Drifting Nostalgias/Reel Lives

In some parts of this clip of the set of the shooting of the Andy Griffith Show title sequence you can't tell if there is a scene being shot, or if people are just casually mingling: playing catch, flying a kite, etc. In essence, it's a reality TV experience but back then it was kind of a home movie. Then when you watch the show opener with the famous whistled theme, you realize how much of real reality, real memory and real cinematic memories get combined in the fake realities we experience. This gives us an opportunity to stand outside all realities and "watch" them for what they are, and you have an "aha" moment: TV got us where we are now and the internet, social media, AI, and the IoT will get us where we now going.

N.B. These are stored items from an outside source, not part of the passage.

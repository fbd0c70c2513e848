//! Remote embedding generation.
//!
//! Calls the hosted endpoint's `/embeddings` route, keyed by the same
//! (endpoint, api key) pair as the chat provider plus the configured
//! embeddings model.

use std::time::Duration;

use secrecy::{ExposeSecret, SecretString};
use serde::{Deserialize, Serialize};

use parlor_core::memory::Embedder;
use parlor_types::error::MemoryError;

/// Embedding client for an OpenAI-compatible hosted endpoint.
///
/// Does NOT derive Debug so the API key cannot leak through logging.
pub struct RemoteEmbedder {
    http: reqwest::Client,
    endpoint: String,
    api_key: SecretString,
    model: String,
}

#[derive(Debug, Serialize)]
struct EmbeddingRequest<'a> {
    model: &'a str,
    input: &'a [String],
}

#[derive(Debug, Deserialize)]
struct EmbeddingResponse {
    data: Vec<EmbeddingDatum>,
}

#[derive(Debug, Deserialize)]
struct EmbeddingDatum {
    index: usize,
    embedding: Vec<f32>,
}

impl RemoteEmbedder {
    pub fn new(
        endpoint: impl Into<String>,
        api_key: SecretString,
        model: impl Into<String>,
    ) -> Self {
        let http = reqwest::Client::builder()
            .timeout(Duration::from_secs(60))
            .build()
            .expect("failed to create reqwest client");

        let mut endpoint = endpoint.into();
        while endpoint.ends_with('/') {
            endpoint.pop();
        }

        Self {
            http,
            endpoint,
            api_key,
            model: model.into(),
        }
    }

    fn url(&self) -> String {
        format!("{}/embeddings", self.endpoint)
    }
}

/// Order response vectors by their declared index.
///
/// The service reports an index per datum; relying on arrival order
/// would silently misalign batch results.
fn vectors_in_order(mut data: Vec<EmbeddingDatum>) -> Vec<Vec<f32>> {
    data.sort_by_key(|d| d.index);
    data.into_iter().map(|d| d.embedding).collect()
}

impl Embedder for RemoteEmbedder {
    async fn embed(&self, texts: &[String]) -> Result<Vec<Vec<f32>>, MemoryError> {
        if texts.is_empty() {
            return Ok(Vec::new());
        }

        let body = EmbeddingRequest {
            model: &self.model,
            input: texts,
        };

        let response = self
            .http
            .post(self.url())
            .bearer_auth(self.api_key.expose_secret())
            .json(&body)
            .send()
            .await
            .map_err(|e| MemoryError::Embedding(format!("request failed: {e}")))?;

        let status = response.status();
        if !status.is_success() {
            let body = response.text().await.unwrap_or_default();
            return Err(MemoryError::Embedding(format!("HTTP {status}: {body}")));
        }

        let parsed: EmbeddingResponse = response
            .json()
            .await
            .map_err(|e| MemoryError::Embedding(format!("malformed response: {e}")))?;

        Ok(vectors_in_order(parsed.data))
    }

    fn model_name(&self) -> &str {
        &self.model
    }
}

#[cfg(test)]
mod tests {
    use super::*;

    #[test]
    fn test_url_shape() {
        let embedder = RemoteEmbedder::new(
            "https://example.openai.azure.com/openai/v1/",
            SecretString::from("test-key"),
            "text-embedding-3-small",
        );
        assert_eq!(
            embedder.url(),
            "https://example.openai.azure.com/openai/v1/embeddings"
        );
        assert_eq!(embedder.model_name(), "text-embedding-3-small");
    }

    #[test]
    fn test_vectors_in_order_sorts_by_index() {
        let data = vec![
            EmbeddingDatum {
                index: 1,
                embedding: vec![1.0],
            },
            EmbeddingDatum {
                index: 0,
                embedding: vec![0.0],
            },
        ];
        let vectors = vectors_in_order(data);
        assert_eq!(vectors, vec![vec![0.0], vec![1.0]]);
    }

    #[test]
    fn test_request_body_shape() {
        let texts = vec!["hello".to_string()];
        let body = EmbeddingRequest {
            model: "text-embedding-3-small",
            input: &texts,
        };
        let json = serde_json::to_value(&body).unwrap();
        assert_eq!(json["model"], "text-embedding-3-small");
        assert_eq!(json["input"][0], "hello");
    }

    #[test]
    fn test_response_parsing() {
        let raw = r#"{
            "object": "list",
            "data": [{"object": "embedding", "index": 0, "embedding": [0.1, 0.2]}],
            "model": "text-embedding-3-small"
        }"#;
        let parsed: EmbeddingResponse = serde_json::from_str(raw).unwrap();
        assert_eq!(parsed.data.len(), 1);
        assert_eq!(parsed.data[0].embedding, vec![0.1, 0.2]);
    }
}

If you read the comments they are mostly nostalgic--wanting to go back to those times. In 50 years there will be some new medium and the platforms built on it that will be equally nostalgic, but the nostalgia for 60s TV will fade completely and be replaced with nostalgia for 2016. That seems impossible but it will be true to many people.

Reel Lives:

Interesting: When you look at individual stills, people are looking at the still camera as opposed to the film camera. The gaze is a clue of social context and is something we perhaps take for granted and confuse with real life after perception is corrupted by watching films. It's also interesting to see them slipping in and out of character while posing for snapshots, which is perhaps easier to notice because we don't have the distractions of sound which redirects attention, or posits other contexts or emtions.

November 2023: It's interesting how "missing teeth" on the internet changes the context of existing context. With a missing video, we have to find the context, or imagine what it is.